The epidermal growth factor receptor ( EGFR) kinase is generally considered to be activated by either ligand-induced dimerisation or a ligand-induced conformational change within pre-formed dimers. Ligand-induced higher-order EGFR oligomerisation or clustering has been reported but it is not clear how EGFR oligomers, as distinct from EGFR dimers, influence signaling outputs. To address this question, we combined measures of receptor clustering (microscopy; image correlation spectroscopy) and phosphorylation (Western blots) with modelling of mass-action chemical kinetics.
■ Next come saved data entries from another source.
pub mod models;

pub use models::{
    Activity, Booking, BookingStatus, BookingTarget, BookingType, CreateBookingRequest,
    CreateTripRequest, Flight, Hotel, NewBooking, NewFlight, NewHotel, NewTrip, Trip,
    TripChanges, TripSearchParams, TripStatus, UnknownVariant, UpdateTripRequest,
};
use async_trait::async_trait;
use chrono::Utc;
use tokio::sync::RwLock;
use uuid::Uuid;
use waypoint_shared::{
    Booking, Flight, Hotel, NewBooking, NewFlight, NewHotel, NewTrip, Trip, TripChanges,
    TripSearchParams,
};

use crate::repository::{BookingRepository, FlightRepository, HotelRepository, TripRepository};
use crate::{EntityKind, StoreError, StoreResult};

/// In-memory storage gateway. Rows are kept in insertion order so ties on
/// the sort keys resolve the same way on every call.
#[derive(Debug, Default)]
pub struct InMemoryStore {
    tables: RwLock<Tables>,
}

#[derive(Debug, Default)]
struct Tables {
    trips: Vec<Trip>,
    hotels: Vec<Hotel>,
    flights: Vec<Flight>,
    bookings: Vec<Booking>,
}

impl InMemoryStore {
    pub fn new() -> Self {
        Self::default()
    }
}

fn contains_ignore_case(haystack: &str, needle: &str) -> bool {
    haystack.to_lowercase().contains(&needle.to_lowercase())
}

fn missing(entity: EntityKind, id: Uuid) -> StoreError {
    StoreError::NotFound { entity, id }
}

/// Newest first; among equal timestamps the later insert wins.
fn newest_first<T: Clone>(rows: &[T], created_at: impl Fn(&T) -> chrono::DateTime<Utc>) -> Vec<T> {
    let mut out: Vec<T> = rows.iter().rev().cloned().collect();
    out.sort_by(|a, b| created_at(b).cmp(&created_at(a)));
    out
}

#[async_trait]
impl TripRepository for InMemoryStore {
    async fn create_trip(&self, trip: &NewTrip) -> StoreResult<Trip> {
        let now = Utc::now();
        let row = Trip {
            id: Uuid::new_v4(),
            user_id: trip.user_id,
            title: trip.title.clone(),
            destination: trip.destination.clone(),
            start_date: trip.start_date,
            end_date: trip.end_date,
            status: trip.status,
            created_at: now,
            updated_at: now,
        };
        self.tables.write().await.trips.push(row.clone());
        Ok(row)
    }

    async fn get_trip(&self, id: Uuid) -> StoreResult<Trip> {
        self.tables
            .read()
            .await
            .trips
            .iter()
            .find(|t| t.id == id)
            .cloned()
            .ok_or_else(|| missing(EntityKind::Trip, id))
    }

    async fn list_trips(&self) -> StoreResult<Vec<Trip>> {
        let tables = self.tables.read().await;
        Ok(newest_first(&tables.trips, |t| t.created_at))
    }

    async fn update_trip(&self, id: Uuid, changes: &TripChanges) -> StoreResult<Trip> {
        let mut tables = self.tables.write().await;
        let trip = tables
            .trips
            .iter_mut()
            .find(|t| t.id == id)
            .ok_or_else(|| missing(EntityKind::Trip, id))?;
        changes.apply_to(trip);
        Ok(trip.clone())
    }

    async fn delete_trip(&self, id: Uuid) -> StoreResult<()> {
        let mut tables = self.tables.write().await;
        let before = tables.trips.len();
        tables.trips.retain(|t| t.id != id);
        if tables.trips.len() == before {
            return Err(missing(EntityKind::Trip, id));
        }
        // Same effect as ON DELETE CASCADE on bookings.trip_id
        tables.bookings.retain(|b| b.trip_id != id);
        Ok(())
    }

    async fn search_trips(&self, params: &TripSearchParams) -> StoreResult<Vec<Trip>> {
        let destination = params.destination_fragment();
        let starts_from = params.starts_from();
        let ends_before = params.ends_before();

        let tables = self.tables.read().await;
        let mut trips: Vec<Trip> = tables
            .trips
            .iter()
            .filter(|t| destination.map_or(true, |d| contains_ignore_case(&t.destination, d)))
            .filter(|t| starts_from.map_or(true, |from| t.start_date >= from))
            .filter(|t| ends_before.map_or(true, |before| t.end_date < before))
            .cloned()
            .collect();
        trips.sort_by_key(|t| t.start_date);
        Ok(trips)
    }
}

#[async_trait]
impl HotelRepository for InMemoryStore {
    async fn create_hotel(&self, hotel: &NewHotel) -> StoreResult<Hotel> {
        let now = Utc::now();
        let row = Hotel {
            id: Uuid::new_v4(),
            name: hotel.name.clone(),
            location: hotel.location.clone(),
            price_per_night: hotel.price_per_night,
            rating: hotel.rating,
            available_from: hotel.available_from,
            available_to: hotel.available_to,
            created_at: now,
            updated_at: now,
        };
        self.tables.write().await.hotels.push(row.clone());
        Ok(row)
    }

    async fn get_hotel(&self, id: Uuid) -> StoreResult<Hotel> {
        self.tables
            .read()
            .await
            .hotels
            .iter()
            .find(|h| h.id == id)
            .cloned()
            .ok_or_else(|| missing(EntityKind::Hotel, id))
    }

    async fn list_hotels(&self, location: Option<&str>) -> StoreResult<Vec<Hotel>> {
        let tables = self.tables.read().await;
        let mut hotels: Vec<Hotel> = tables
            .hotels
            .iter()
            .filter(|h| location.map_or(true, |l| contains_ignore_case(&h.location, l)))
            .cloned()
            .collect();
        hotels.sort_by(|a, b| b.rating.total_cmp(&a.rating));
        Ok(hotels)
    }
}

#[async_trait]
impl FlightRepository for InMemoryStore {
    async fn create_flight(&self, flight: &NewFlight) -> StoreResult<Flight> {
        let now = Utc::now();
        let row = Flight {
            id: Uuid::new_v4(),
            airline: flight.airline.clone(),
            origin: flight.origin.clone(),
            destination: flight.destination.clone(),
            departure_time: flight.departure_time,
            arrival_time: flight.arrival_time,
            price: flight.price,
            seats_available: flight.seats_available,
            created_at: now,
            updated_at: now,
        };
        self.tables.write().await.flights.push(row.clone());
        Ok(row)
    }

    async fn get_flight(&self, id: Uuid) -> StoreResult<Flight> {
        self.tables
            .read()
            .await
            .flights
            .iter()
            .find(|f| f.id == id)
            .cloned()
            .ok_or_else(|| missing(EntityKind::Flight, id))
    }

    async fn list_flights(
        &self,
        origin: Option<&str>,
        destination: Option<&str>,
    ) -> StoreResult<Vec<Flight>> {
        let tables = self.tables.read().await;
        let mut flights: Vec<Flight> = tables
            .flights
            .iter()
            .filter(|f| origin.map_or(true, |o| contains_ignore_case(&f.origin, o)))
            .filter(|f| destination.map_or(true, |d| contains_ignore_case(&f.destination, d)))
            .cloned()
            .collect();
        flights.sort_by_key(|f| f.departure_time);
        Ok(flights)
    }
}

#[async_trait]
impl BookingRepository for InMemoryStore {
    async fn create_booking(&self, booking: &NewBooking) -> StoreResult<Booking> {
        let mut tables = self.tables.write().await;
        // bookings.trip_id is a real foreign key
        if !tables.trips.iter().any(|t| t.id == booking.trip_id) {
            return Err(StoreError::backend(
                "insert booking",
                format!("foreign key violation: trip {} does not exist", booking.trip_id),
            ));
        }

        let now = Utc::now();
        let row = Booking {
            id: Uuid::new_v4(),
            trip_id: booking.trip_id,
            booking_type: booking.target.kind(),
            reference_id: booking.target.reference_id(),
            status: booking.status,
            total_price: booking.total_price,
            created_at: now,
            updated_at: now,
        };
        tables.bookings.push(row.clone());
        Ok(row)
    }

    async fn get_booking(&self, id: Uuid) -> StoreResult<Booking> {
        self.tables
            .read()
            .await
            .bookings
            .iter()
            .find(|b| b.id == id)
            .cloned()
            .ok_or_else(|| missing(EntityKind::Booking, id))
    }

    async fn list_trip_bookings(&self, trip_id: Uuid) -> StoreResult<Vec<Booking>> {
        let tables = self.tables.read().await;
        let rows: Vec<Booking> = tables
            .bookings
            .iter()
            .filter(|b| b.trip_id == trip_id)
            .cloned()
            .collect();
        Ok(newest_first(&rows, |b| b.created_at))
    }
}

#[cfg(test)]
mod tests {
    use super::*;
    use chrono::Duration;
    use waypoint_shared::{BookingStatus, BookingTarget, TripStatus};

    fn new_trip(destination: &str, start_in_days: i64) -> NewTrip {
        let start = Utc::now() + Duration::days(start_in_days);
        NewTrip {
            user_id: Uuid::new_v4(),
            title: format!("Visit {}", destination),
            destination: destination.to_string(),
            start_date: start,
            end_date: start + Duration::days(3),
            status: TripStatus::Planning,
        }
    }

    #[tokio::test]
    async fn test_delete_trip_cascades_to_bookings() {
        let store = InMemoryStore::new();
        let trip = store.create_trip(&new_trip("Lisbon", 5)).await.unwrap();
        let booking = store
            .create_booking(&NewBooking {
                trip_id: trip.id,
                target: BookingTarget::Hotel(Uuid::new_v4()),
                status: BookingStatus::Pending,
                total_price: 120.0,
            })
            .await
            .unwrap();

        store.delete_trip(trip.id).await.unwrap();

        assert!(matches!(
            store.get_booking(booking.id).await,
            Err(StoreError::NotFound { entity: EntityKind::Booking, .. })
        ));
        assert!(matches!(
            store.delete_trip(trip.id).await,
            Err(StoreError::NotFound { entity: EntityKind::Trip, .. })
        ));
    }

    #[tokio::test]
    async fn test_booking_requires_existing_trip_row() {
        let store = InMemoryStore::new();
        let result = store
            .create_booking(&NewBooking {
                trip_id: Uuid::new_v4(),
                target: BookingTarget::Flight(Uuid::new_v4()),
                status: BookingStatus::Pending,
                total_price: 80.0,
            })
            .await;
        assert!(matches!(result, Err(StoreError::Backend { operation: "insert booking", .. })));
    }

    #[tokio::test]
    async fn test_list_trips_newest_first() {
        let store = InMemoryStore::new();
        let first = store.create_trip(&new_trip("Oslo", 1)).await.unwrap();
        let second = store.create_trip(&new_trip("Rome", 2)).await.unwrap();

        let ids: Vec<Uuid> = store.list_trips().await.unwrap().iter().map(|t| t.id).collect();
        assert_eq!(ids, vec![second.id, first.id]);
    }
}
A stable BaF/3 cell-line that contains a high proportion (>90%) of inactive dimers of EGFR-eGFP but no secreted ligand and no other detectable ErbB receptors was used as the model cell system. EGF at concentrations of greater than 1 nM was found to cluster EGFR-eGFP dimers into higher-order complexes and cause parallel increases in EGFR phosphorylation. The kinetics of EGFR clustering and phosphorylation were both rapid, plateauing within 2 minutes after stimulation with 30 nM EGF. A rule-based model was formulated to interpret the data. This model took into account ligand binding, ligand-induced conformational changes in the cytosolic tail, monomer-dimer-trimer-tetramer transitions via ectodomain- and kinase-mediated interactions, and phosphorylation. The model predicts that cyclic EGFR tetramers are the predominant phosphorylated species, in which activated receptor dimers adopt a cyclic side-by-side orientation, and that receptor kinase activation is stabilised by the intramolecular interactions responsible for cyclic tetramerization.